Avec sa loi de sécurité nationale, Pékin a atteint son objectif : faire régner la peur à Hongkong… et au-delà
2020-07-05 19:12:45
Le flou dans la définition des crimes sanctionnés par la loi de sécurité nationale laisse une grande latitude à l’appareil sécuritaire du régime. Jusqu’à mettre fin au principe « un pays, deux systèmes » ?
Peu importent les critiques internationales, Pékin peut être satisfait. Rédigée dans le plus grand secret, la loi sur la sécurité nationale entrée en vigueur à Hongkong au moment même où elle était rendue publique – mardi 30 juin, à 23 heures – produit le principal effet escompté : les Hongkongais ont peur.
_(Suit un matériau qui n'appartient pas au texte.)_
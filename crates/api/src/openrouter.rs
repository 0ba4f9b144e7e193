use std::time::Duration;

use anyhow::{Context, Result};
use reqwest::Client;
use trustroute_agents::CompletionBackend;
use trustroute_core::{ChatMessage, ChatRole};

const OPENROUTER_URL: &str = "https://openrouter.ai/api/v1/chat/completions";
const APP_REFERER: &str = "https://trustroute.vercel.app";
const APP_TITLE: &str = "TrustRoute AI Chatbot";

/// OpenRouter chat completions. Without an API key every call returns
/// `Ok(None)` and the assistant keeps its rule-based reply.
#[derive(Clone)]
pub struct OpenRouterClient {
    http: Client,
    api_key: Option<String>,
    model: String,
}

impl OpenRouterClient {
    pub fn new(api_key: Option<String>, model: impl Into<String>) -> Result<Self> {
        let http = Client::builder()
            .connect_timeout(Duration::from_secs(6))
            .timeout(Duration::from_secs(20))
            .build()
            .context("failed to build HTTP client")?;
        Ok(Self {
            http,
            api_key,
            model: model.into(),
        })
    }

    pub fn is_configured(&self) -> bool {
        self.api_key.is_some()
    }
}

impl CompletionBackend for OpenRouterClient {
    async fn complete(
        &self,
        system_prompt: &str,
        messages: &[ChatMessage],
    ) -> Result<Option<String>> {
        let Some(api_key) = self.api_key.as_deref() else {
            return Ok(None);
        };

        let payload = serde_json::json!({
            "model": self.model,
            "messages": request_messages(system_prompt, messages),
            "temperature": 0.7,
            "max_tokens": 1000
        });

        let response = self
            .http
            .post(OPENROUTER_URL)
            .bearer_auth(api_key)
            .header("HTTP-Referer", APP_REFERER)
            .header("X-Title", APP_TITLE)
            .json(&payload)
            .send()
            .await
            .context("OpenRouter request failed")?;

        let status = response.status();
        if !status.is_success() {
            let body = response.text().await.unwrap_or_default();
            anyhow::bail!("OpenRouter non-success status {}: {}", status.as_u16(), body);
        }

        let body: serde_json::Value = response.json().await.context("OpenRouter parse failed")?;
        Ok(extract_completion_text(&body))
    }
}

fn request_messages(system_prompt: &str, messages: &[ChatMessage]) -> Vec<serde_json::Value> {
    std::iter::once(serde_json::json!({ "role": "system", "content": system_prompt }))
        .chain(messages.iter().map(|message| {
            let role = match message.role {
                ChatRole::System => "system",
                ChatRole::User => "user",
                ChatRole::Assistant => "assistant",
            };
            serde_json::json!({ "role": role, "content": message.content })
        }))
        .collect()
}

fn extract_completion_text(payload: &serde_json::Value) -> Option<String> {
    payload
        .get("choices")?
        .as_array()?
        .first()?
        .get("message")?
        .get("content")?
        .as_str()
        .map(str::trim)
        .filter(|value| !value.is_empty())
        .map(ToString::to_string)
}
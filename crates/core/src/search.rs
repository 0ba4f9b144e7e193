//! Mocked bus search: every operator with a current policy runs one service a day.

use chrono::{DateTime, NaiveDate, TimeZone, Utc};
use serde::{Deserialize, Serialize};
use thiserror::Error;

use crate::models::OperatorWithPolicy;

const BASE_FARE: f64 = 700.0;
const FARE_STEP: f64 = 150.0;
const FIRST_DEPARTURE_HOUR: u32 = 9;

#[derive(Debug, Clone, PartialEq, Eq, Error)]
pub enum SearchError {
    #[error("{0} is required")]
    MissingField(&'static str),
    #[error("date must be YYYY-MM-DD (got {0})")]
    InvalidDate(String),
}

#[derive(Debug, Clone, Default, Deserialize)]
pub struct BusSearchQuery {
    pub from: Option<String>,
    pub to: Option<String>,
    pub date: Option<String>,
}

#[derive(Debug, Clone, PartialEq, Serialize, Deserialize)]
pub struct BusOption {
    pub id: String,
    pub name: String,
    pub operator_name: String,
    pub operator_id: String,
    pub policy_id: String,
    pub route: String,
    pub departure: String,
    pub arrival: String,
    pub departure_at: DateTime<Utc>,
    pub price: f64,
    pub bus_type: String,
}

#[derive(Debug, Clone)]
struct ValidatedQuery {
    from: String,
    to: String,
    date: NaiveDate,
}

fn validate(query: &BusSearchQuery) -> Result<ValidatedQuery, SearchError> {
    let required = |value: &Option<String>, name: &'static str| {
        value
            .as_deref()
            .map(str::trim)
            .filter(|value| !value.is_empty())
            .map(ToString::to_string)
            .ok_or(SearchError::MissingField(name))
    };

    let from = required(&query.from, "from")?;
    let to = required(&query.to, "to")?;
    let raw_date = required(&query.date, "date")?;
    let date = NaiveDate::parse_from_str(&raw_date, "%Y-%m-%d")
        .map_err(|_| SearchError::InvalidDate(raw_date.clone()))?;

    Ok(ValidatedQuery { from, to, date })
}

pub fn search_buses(
    query: &BusSearchQuery,
    operators: &[OperatorWithPolicy],
) -> Result<Vec<BusOption>, SearchError> {
    let query = validate(query)?;
    let route = format!("{} → {}", query.from, query.to);

    let options = operators
        .iter()
        .enumerate()
        .map(|(index, entry)| {
            let index_u32 = index as u32;
            let departure_hour = (FIRST_DEPARTURE_HOUR + index_u32) % 24;
            BusOption {
                id: entry.operator.operator_id.clone(),
                name: format!("{} Express", entry.operator.name),
                operator_name: entry.operator.name.clone(),
                operator_id: entry.operator.operator_id.clone(),
                policy_id: entry.policy.policy_id.clone(),
                route: route.clone(),
                departure: format!("{}:00 AM", FIRST_DEPARTURE_HOUR + index_u32),
                arrival: format!("{}:00 PM", 5 + index_u32),
                departure_at: departure_instant(query.date, departure_hour),
                price: BASE_FARE + FARE_STEP * index as f64,
                bus_type: if index % 2 == 0 {
                    "A/C Sleeper"
                } else {
                    "Non-A/C Seater"
                }
                .to_string(),
            }
        })
        .collect();

    Ok(options)
}

fn departure_instant(date: NaiveDate, hour: u32) -> DateTime<Utc> {
    let naive = date
        .and_hms_opt(hour, 0, 0)
        .unwrap_or_else(|| date.and_time(chrono::NaiveTime::MIN));
    Utc.from_utc_datetime(&naive)
}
Nathan Law, une des principales figures de l’opposition, a fait savoir qu’il était réfugié à l’étranger. Joshua Wong prend bien soin, depuis le 30 juin, d’apparaître comme « ancien » secrétaire général de Demosisto, un petit parti prônant l’autodétermination, dissous quelques heures avant l’entrée en application de la loi.
Cette peur s’explique : la première personne arrêtée, mercredi 1er juillet, n’avait fait que se tenir debout, bras croisés, une banderole appelant à l’indépendance de cette région administrative spéciale posée à ses pieds. Plus tard, on apprendra que porter en public un autocollant noir sur lequel apparaît le mot « conscience » ou « Free HK » suffit pour être arrêté pour « incitation à la subversion ». Certes, contrairement à Deng Xiaoping en 1989 place Tiananmen, Xi Jinping n’a pas envoyé les chars à Hongkong. Mais son objectif est le même : terroriser tout ce qui peut ressembler à une contestation du pouvoir du Parti communiste chinois.
Ce qui frappe à la lecture de la loi, c’est le flou qui entoure la définition des quatre nouveaux crimes, notamment le terrorisme. La simple « destruction de véhicules » en fait partie. « La définition du terrorisme est si vague et ouverte qu’elle pourrait s’appliquer à quiconque se fait l’avocat de changement politique. Les autres critères – notamment la “subversion de l’Etat” ou “l’atteinte à l’intégrité de l’Etat” – sont d’ailleurs régulièrement utilisés pour poursuivre des dissidents ou des critiques du gouvernement ou du Parti communiste, y compris le prix Nobel de la paix Liu Xiaobo et l’économiste ouïgour Ilham Tohti », note Sophie Richardson, responsable de la Chine pour l’ONG Human Rights Watch.